DATA SUPPLIED →
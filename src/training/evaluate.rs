//! Held-out evaluation over many freshly sampled batches.

use rand::Rng;

use crate::config::LossName;
use crate::data::TaskGenerator;
use crate::model::NeuralProcess;

use super::loss::{compute_loss, LossSettings};

/// Result of evaluating one regime.
#[derive(Debug, Clone)]
pub struct EvalResult {
    pub mean: f64,
    pub stderr: f64,
    pub num_batches: usize,
}

/// Average the objective over `num_batches` fresh batches, forward-only.
///
/// The standard error is across batches, so it reflects task variability as
/// well as Monte-Carlo noise in the latent samples.
pub fn evaluate(
    model: &mut NeuralProcess,
    loss: LossName,
    generator: &TaskGenerator,
    settings: &LossSettings,
    num_batches: usize,
    rng: &mut impl Rng,
) -> EvalResult {
    let mut values = Vec::with_capacity(num_batches);
    for _ in 0..num_batches {
        let task = generator.sample_batch(rng);
        values.push(compute_loss(model, loss, &task, settings, false, rng));
    }

    let n = values.len() as f64;
    let mean = values.iter().sum::<f64>() / n;
    let var = values.iter().map(|v| (v - mean).powi(2)).sum::<f64>() / (n - 1.0).max(1.0);
    EvalResult {
        mean,
        stderr: (var / n).sqrt(),
        num_batches,
    }
}

#[cfg(test)]
mod tests {
    use super::*;
    use rand::rngs::StdRng;
    use rand::SeedableRng;

    use crate::config::{DataName, GeneratorConfig, ModelConfig, ModelName};
    use crate::data::build_process;

    #[test]
    fn test_evaluate_is_finite_and_does_not_touch_gradients() {
        use crate::nn::Parameterized;

        let cfg = ModelConfig {
            dim_r: 4,
            dim_z: 2,
            hidden: 6,
            num_layers: 1,
            points_per_unit: 4.0,
            cnn_channels: 4,
            cnn_layers: 2,
            kernel_size: 3,
            ..ModelConfig::default()
        };
        let mut model = NeuralProcess::build(ModelName::Convcnp, &cfg);
        model.zero_gradients();

        let generator = TaskGenerator::new(
            build_process(DataName::Eq),
            GeneratorConfig {
                batch_size: 2,
                num_context: (3, 5),
                num_target: (5, 5),
                ..GeneratorConfig::default()
            },
        );
        let settings = LossSettings {
            num_samples: 1,
            noise: None,
        };

        let mut rng = StdRng::seed_from_u64(5);
        let result = evaluate(&mut model, LossName::Loglik, &generator, &settings, 4, &mut rng);
        assert!(result.mean.is_finite());
        assert!(result.stderr.is_finite() && result.stderr >= 0.0);
        assert_eq!(result.num_batches, 4);

        let mut grads = Vec::new();
        model.collect_gradients(&mut grads);
        assert!(grads.iter().all(|&g| g == 0.0));
    }
}
//! The vanilla neural process: mean-pooled deterministic and latent
//! encoders over the context set, and an MLP decoder conditioned on the
//! pooled representation and a global latent sample.

use ndarray::Array3;

use crate::config::ModelConfig;
use crate::nn::{Activation, Mlp, Parameterized};

use super::{
    broadcast_points, concat_channels, merge_latent_grad, merge_prediction_grad, split_latent,
    split_prediction, sum_points, LatentDist, LatentGrad, Prediction,
};

pub struct Np {
    pub(crate) det_encoder: Mlp,
    pub(crate) lat_encoder: Mlp,
    pub(crate) decoder: Mlp,
    dim_y: usize,
    dim_r: usize,
    dim_z: usize,

    // Context caches
    r: Option<Array3<f64>>,
    num_context: usize,
    lat_pre_context: Option<Array3<f64>>,
    lat_n_context: usize,

    // Full-set latent caches
    lat_pre_full: Option<Array3<f64>>,
    lat_n_full: usize,

    // Decode caches and accumulators
    dec_pre: Option<Array3<f64>>,
    dec_noise_fixed: bool,
    dr_acc: Option<Array3<f64>>,
}

impl Np {
    pub fn new(cfg: &ModelConfig) -> Self {
        let in_dim = cfg.dim_x + cfg.dim_y;
        Self {
            det_encoder: Mlp::with_hidden(
                in_dim,
                cfg.hidden,
                cfg.num_layers,
                cfg.dim_r,
                Activation::ReLU,
            ),
            lat_encoder: Mlp::with_hidden(
                in_dim,
                cfg.hidden,
                cfg.num_layers,
                2 * cfg.dim_z,
                Activation::ReLU,
            ),
            decoder: Mlp::with_hidden(
                cfg.dim_x + cfg.dim_r + cfg.dim_z,
                cfg.hidden,
                cfg.num_layers,
                2 * cfg.dim_y,
                Activation::ReLU,
            ),
            dim_y: cfg.dim_y,
            dim_r: cfg.dim_r,
            dim_z: cfg.dim_z,
            r: None,
            num_context: 0,
            lat_pre_context: None,
            lat_n_context: 0,
            lat_pre_full: None,
            lat_n_full: 0,
            dec_pre: None,
            dec_noise_fixed: false,
            dr_acc: None,
        }
    }

    /// Mean pooling over the point axis, keeping the axis.
    fn mean_pool(per_point: &Array3<f64>) -> Array3<f64> {
        let n = per_point.shape()[1];
        sum_points(per_point).mapv(|v| v / n as f64)
    }

    fn encode_latent(&mut self, x: &Array3<f64>, y: &Array3<f64>) -> (LatentDist, Array3<f64>, usize) {
        let input = concat_channels(&[x.view(), y.view()]);
        let per_point = self.lat_encoder.forward(&input);
        let n = per_point.shape()[1];
        let pooled = Self::mean_pool(&per_point);
        let (dist, pre) = split_latent(&pooled, self.dim_z);
        (dist, pre, n)
    }

    fn backward_latent(&mut self, grad: &LatentGrad, pre: &Array3<f64>, n: usize) {
        let d_pooled = merge_latent_grad(grad, pre);
        let d_per_point = broadcast_points(&d_pooled.mapv(|v| v / n as f64), n);
        self.lat_encoder.backward(&d_per_point);
    }

    pub fn encode_context(&mut self, xc: &Array3<f64>, yc: &Array3<f64>) -> LatentDist {
        let input = concat_channels(&[xc.view(), yc.view()]);
        let per_point = self.det_encoder.forward(&input);
        self.num_context = per_point.shape()[1];
        self.r = Some(Self::mean_pool(&per_point));

        let (dist, pre, n) = self.encode_latent(xc, yc);
        self.lat_pre_context = Some(pre);
        self.lat_n_context = n;
        dist
    }

    pub fn encode_full(&mut self, x: &Array3<f64>, y: &Array3<f64>) -> LatentDist {
        let (dist, pre, n) = self.encode_latent(x, y);
        self.lat_pre_full = Some(pre);
        self.lat_n_full = n;
        dist
    }

    pub fn decode(&mut self, xt: &Array3<f64>, z: &Array3<f64>, noise: Option<f64>) -> Prediction {
        let r = self.r.as_ref().expect("encode_context before decode");
        let m = xt.shape()[1];
        let input = concat_channels(&[
            xt.view(),
            broadcast_points(r, m).view(),
            broadcast_points(z, m).view(),
        ]);
        let raw = self.decoder.forward(&input);
        let (pred, pre) = split_prediction(&raw, self.dim_y, noise);
        self.dec_pre = Some(pre);
        self.dec_noise_fixed = noise.is_some();
        pred
    }

    pub fn decode_backward(&mut self, d_mean: &Array3<f64>, d_sigma: &Array3<f64>) -> Array3<f64> {
        let pre = self.dec_pre.as_ref().expect("decode before decode_backward");
        let d_raw = merge_prediction_grad(d_mean, d_sigma, pre, self.dec_noise_fixed);
        let d_input = self.decoder.backward(&d_raw);

        let dim_x = d_input.shape()[2] - self.dim_r - self.dim_z;
        let d_r = d_input
            .slice(ndarray::s![.., .., dim_x..dim_x + self.dim_r])
            .to_owned();
        let d_z = d_input
            .slice(ndarray::s![.., .., dim_x + self.dim_r..])
            .to_owned();

        let d_r = sum_points(&d_r);
        match &mut self.dr_acc {
            Some(acc) => *acc += &d_r,
            None => self.dr_acc = Some(d_r),
        }
        sum_points(&d_z)
    }

    pub fn latent_backward_full(&mut self, grad: &LatentGrad) {
        let pre = self
            .lat_pre_full
            .take()
            .expect("encode_full before latent_backward_full");
        let n = self.lat_n_full;
        self.backward_latent(grad, &pre, n);
    }

    pub fn backward_context(&mut self, grad: Option<&LatentGrad>) {
        if let Some(g) = grad {
            let pre = self
                .lat_pre_context
                .take()
                .expect("encode_context before backward_context");
            let n = self.lat_n_context;
            self.backward_latent(g, &pre, n);
        }
        if let Some(d_r) = self.dr_acc.take() {
            let n = self.num_context;
            let d_per_point = broadcast_points(&d_r.mapv(|v| v / n as f64), n);
            self.det_encoder.backward(&d_per_point);
        }
    }
}

impl Parameterized for Np {
    fn num_parameters(&self) -> usize {
        self.det_encoder.num_parameters()
            + self.lat_encoder.num_parameters()
            + self.decoder.num_parameters()
    }

    fn collect_parameters(&self, out: &mut Vec<f64>) {
        self.det_encoder.collect_parameters(out);
        self.lat_encoder.collect_parameters(out);
        self.decoder.collect_parameters(out);
    }

    fn collect_gradients(&self, out: &mut Vec<f64>) {
        self.det_encoder.collect_gradients(out);
        self.lat_encoder.collect_gradients(out);
        self.decoder.collect_gradients(out);
    }

    fn load_parameters(&mut self, src: &mut dyn Iterator<Item = f64>) {
        self.det_encoder.load_parameters(src);
        self.lat_encoder.load_parameters(src);
        self.decoder.load_parameters(src);
    }

    fn zero_gradients(&mut self) {
        self.det_encoder.zero_gradients();
        self.lat_encoder.zero_gradients();
        self.decoder.zero_gradients();
        self.dr_acc = None;
    }
}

INSTRUCTIONS FOR THE TASK →
Among the records above, only the lines between the line holding "model.collect_gradients(&mut grads);" and the line holding "global latent sample.", inclusive, are to be output, exactly as written.

OUTPUT FOR THIS EXERCISE →
        model.collect_gradients(&mut grads);
        assert!(grads.iter().all(|&g| g == 0.0));
    }
}
//! The vanilla neural process: mean-pooled deterministic and latent
//! encoders over the context set, and an MLP decoder conditioned on the
//! pooled representation and a global latent sample.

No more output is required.